ChBE Seminar Series: ​Igor Libourel

Tuesday, October 14, 2014
11:00 a.m.-12:15 p.m.
Room 2108, Chemical and Nuclear Engineering Bldg.
Professor Jeffery Klauda
jbklauda@umd.edu

Towards Massive Parallel 13C Metabolic Flux Analysis
Igor Libourel
Assistant Professor
Department of Plant Biology
College of Biological Sciences
University of Minnesota

13C metabolic flux analysis (MFA) has become the experimental method of choice to investigate the cellular metabolism of microbes, cell cultures and plant seeds.

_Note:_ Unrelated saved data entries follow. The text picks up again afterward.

#[cfg(test)]
mod tests {
    use super::*;
    use crate::clock::FixedClock;
    use crate::context::RestaurantContext;
    use crate::discount::DiscountResolver;
    use crate::order::{OrderFactory, TakeoutFactory, TakeoutRequest};
    use std::sync::Arc;

    fn restaurant() -> Restaurant {
        let ctx = RestaurantContext::new("QS001").with_clock(Arc::new(FixedClock::at(2024, 3, 6, 7, 0).unwrap()));
        Restaurant::new("12 Station Square", OrderService::new(ctx, DiscountResolver::new()))
    }

    fn staffed() -> Restaurant {
        let mut restaurant = restaurant();
        let crew = [
            Employee::new("EMP1001", "Casey", StaffRole::Cashier).unwrap(),
            Employee::new("EMP1002", "Riley", StaffRole::Kitchen { station: "grill".into() }).unwrap(),
            Employee::new("EMP1003", "Jesse", StaffRole::Kitchen { station: "fryer".into() }).unwrap(),
            Employee::new("EMP1004", "Robin", StaffRole::ShiftManager).unwrap(),
        ];
        for employee in crew {
            let id = employee.id().to_string();
            restaurant.hire(employee).unwrap();
            restaurant.start_shift(&id).unwrap();
        }
        restaurant
    }

    fn takeout(restaurant: &mut Restaurant, customer_id: Option<&str>) -> Order {
        let mut order = TakeoutFactory::new()
            .create_order(
                restaurant.service_mut().context_mut(),
                TakeoutRequest {
                    customer_id: customer_id.map(str::to_string),
                    pickup_at: None,
                },
            )
            .unwrap();
        order.add_item("Big Mac", 2, Money::from_cents(499), vec![]).unwrap();
        order
    }

    fn today() -> NaiveDate {
        NaiveDate::from_ymd_opt(2024, 3, 6).unwrap()
    }

    #[test]
    fn test_status_transitions() {
        use RestaurantStatus::*;
        assert!(Closed.can_transition_to(Opening));
        assert!(Busy.can_transition_to(Open));
        assert!(Open.can_transition_to(EmergencyClosed));
        assert!(!Closed.can_transition_to(Open));
        assert!(!Maintenance.can_transition_to(Open));
        assert!(!Closing.can_transition_to(Open));

        let mut restaurant = restaurant();
        assert!(matches!(
            restaurant.set_status(Open),
            Err(CoreError::InvalidRestaurantStatus { .. })
        ));
        restaurant.set_status(Maintenance).unwrap();
        assert!(restaurant.open().is_err());
        restaurant.set_status(Closed).unwrap();
        assert_eq!(restaurant.status().to_string(), "closed");
    }

    #[test]
    fn test_open_needs_enough_staff_on_shift() {
        let mut restaurant = restaurant();
        restaurant
            .hire(Employee::new("EMP1001", "Casey", StaffRole::Cashier).unwrap())
            .unwrap();
        restaurant.start_shift("EMP1001").unwrap();
        assert!(matches!(restaurant.open(), Err(CoreError::NotReadyToOpen { .. })));
        assert_eq!(restaurant.status(), RestaurantStatus::Closed);

        let mut restaurant = staffed();
        restaurant.open().unwrap();
        assert!(restaurant.is_open());
        assert!(restaurant.opened_at().is_some());
        assert!(restaurant.open().is_err());
    }

    #[test]
    fn test_roster_and_shifts() {
        let mut restaurant = staffed();
        assert!(matches!(
            restaurant.hire(Employee::new("EMP1001", "Again", StaffRole::Cashier).unwrap()),
            Err(CoreError::Validation(ValidationError::Duplicate { .. }))
        ));

        let kitchen = restaurant.staff_by_role(&StaffRole::Kitchen { station: "assembly".into() });
        assert_eq!(kitchen.len(), 2);
        assert_eq!(restaurant.staff_by_role(&StaffRole::GeneralManager).len(), 0);
        assert_eq!(restaurant.on_duty().len(), 4);

        let fired = restaurant.terminate("EMP1003", "No call, no show").unwrap();
        assert!(!fired.is_active());
        assert_eq!(restaurant.on_duty().len(), 3);
        assert!(restaurant.employee("EMP1003").is_none());
        assert!(matches!(
            restaurant.start_shift("EMP1003"),
            Err(CoreError::EmployeeNotFound(_))
        ));

        assert!(restaurant.end_shift("EMP1001"));
        assert!(!restaurant.end_shift("EMP1001"));
    }

    #[test]
    fn test_inactive_employee_cannot_start_shift() {
        let mut restaurant = restaurant();
        let mut on_leave = Employee::new("EMP1009", "Sky", StaffRole::Cashier).unwrap();
        on_leave.set_active(false);
        restaurant.hire(on_leave).unwrap();
        assert!(matches!(
            restaurant.start_shift("EMP1009"),
            Err(CoreError::EmployeeInactive(_))
        ));
    }

    #[test]
    fn test_customer_registry() {
        let mut restaurant = restaurant();
        let ctx = restaurant.service_mut().context_mut();
        let walk_in = Customer::walk_in(ctx, "Alex").unwrap();
        let vip = Customer::vip(ctx, "Sam", None, "VIP001", "Manager Lee").unwrap();
        let vip_id = vip.id().to_string();
        let duplicate = walk_in.clone();

        restaurant.register_customer(walk_in).unwrap();
        restaurant.register_customer(vip).unwrap();
        assert!(restaurant.register_customer(duplicate).is_err());

        assert_eq!(restaurant.customers().count(), 2);
        let vips = restaurant.vip_customers();
        assert_eq!(vips.len(), 1);
        assert_eq!(vips[0].id(), vip_id);
        assert!(restaurant.customer("CUST09999").is_none());
    }

    #[test]
    fn test_orders_only_while_open() {
        let mut restaurant = staffed();
        let order = takeout(&mut restaurant, None);
        assert!(matches!(
            restaurant.place_order(order.clone()),
            Err(CoreError::RestaurantNotOpen { .. })
        ));

        restaurant.open().unwrap();
        let stranger = takeout(&mut restaurant, Some("CUST00042"));
        assert!(matches!(
            restaurant.place_order(stranger),
            Err(CoreError::CustomerNotFound(_))
        ));
        restaurant.place_order(order).unwrap();
    }

    #[test]
    fn test_day_from_open_to_daily_report() {
        let mut restaurant = staffed();
        let member = Customer::app_signup(
            restaurant.service_mut().context_mut(),
            "Jordan",
            "5550001111",
            "jordan@example.com",
        )
        .unwrap();
        let member_id = member.id().to_string();
        restaurant.register_customer(member).unwrap();
        restaurant.open().unwrap();

        // Paid member order, paid guest order, unpaid guest order
        let order = takeout(&mut restaurant, Some(&member_id));
        let placed = restaurant.place_order(order).unwrap();
        let mut payment = Payment::exact_cash(placed.summary.total).unwrap();
        let cash = restaurant.pay(&placed.summary.order_id, &mut payment, today()).unwrap();

        let order = takeout(&mut restaurant, None);
        let guest = restaurant.place_order(order).unwrap();
        let mut card = Payment::card(guest.summary.total, "4111111111111111", 12, 2030, "123").unwrap();
        let visa = restaurant.pay(&guest.summary.order_id, &mut card, today()).unwrap();

        let order = takeout(&mut restaurant, None);
        restaurant.place_order(order).unwrap();

        // $9.98 + 8% tax = $10.78
        let member = restaurant.customer(&member_id).unwrap();
        assert_eq!(member.total_spent(), Money::from_cents(1078));
        assert_eq!(member.points(), 110);
        assert_eq!(member.order_history().len(), 1);

        restaurant
            .service_mut()
            .set_clock(Arc::new(FixedClock::at(2024, 3, 6, 22, 30).unwrap()));
        let report = restaurant.close().unwrap();

        assert_eq!(restaurant.status(), RestaurantStatus::Closed);
        assert!(restaurant.on_duty().is_empty());
        assert_eq!(restaurant.reports().len(), 1);

        assert_eq!(report.sales.orders_completed, 2);
        // Revenue is net of the 2.9% card fee
        assert_eq!(report.sales.revenue, cash.net + visa.net);
        assert_eq!(visa.net, Money::from_cents(1047));
        assert_eq!(report.sales.customers_served, 2);
        assert_eq!(report.completed_by_type.get(&OrderType::Takeout), Some(&2));
        assert_eq!(report.active_orders, 1);
        assert_eq!(report.payment_transactions, 2);
        assert_eq!(report.payments_by_method.get("card"), Some(&1));
        assert_eq!(report.staff.total, 4);
        assert_eq!(report.staff.on_duty, 0);
        assert_eq!(report.staff.on_duty_peak, 4);
        assert_eq!(report.staff.by_role.get("kitchen"), Some(&2));
        assert_eq!(report.minutes_open, 15 * 60 + 30);
        assert!(report.kitchen_efficiency > 0.0 && report.kitchen_efficiency <= 100.0);
        assert_eq!(report.status, RestaurantStatus::Closing);
    }
}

Conventional steady-state MFA utilizes isotopic labeling measurements of amino acids obtained from protein hydrolysates. By hydrolyzing protein, spatial and temporal information associated with proteins is lost. By utilizing peptides instead of amino acids for MFA, flux maps may be associated with the specific conditions associated with peptides of a given protein used for MFA. With this in mind, we investigated the suitability of peptide mass distributions (PMDs) for flux analysis, and compared PMD-based flux estimates to values obtained through a conventional GC-MS measurement-based approach. The peptide-based flux maps were of comparable precision, and suffered less from the presence of unlabeled biomass in plant seed-derived protein. The developed technology enables large-scale parallel flux analysis that can be applied to flux-imaging of tissues, MFA of microbial communities, and screening of mutant libraries.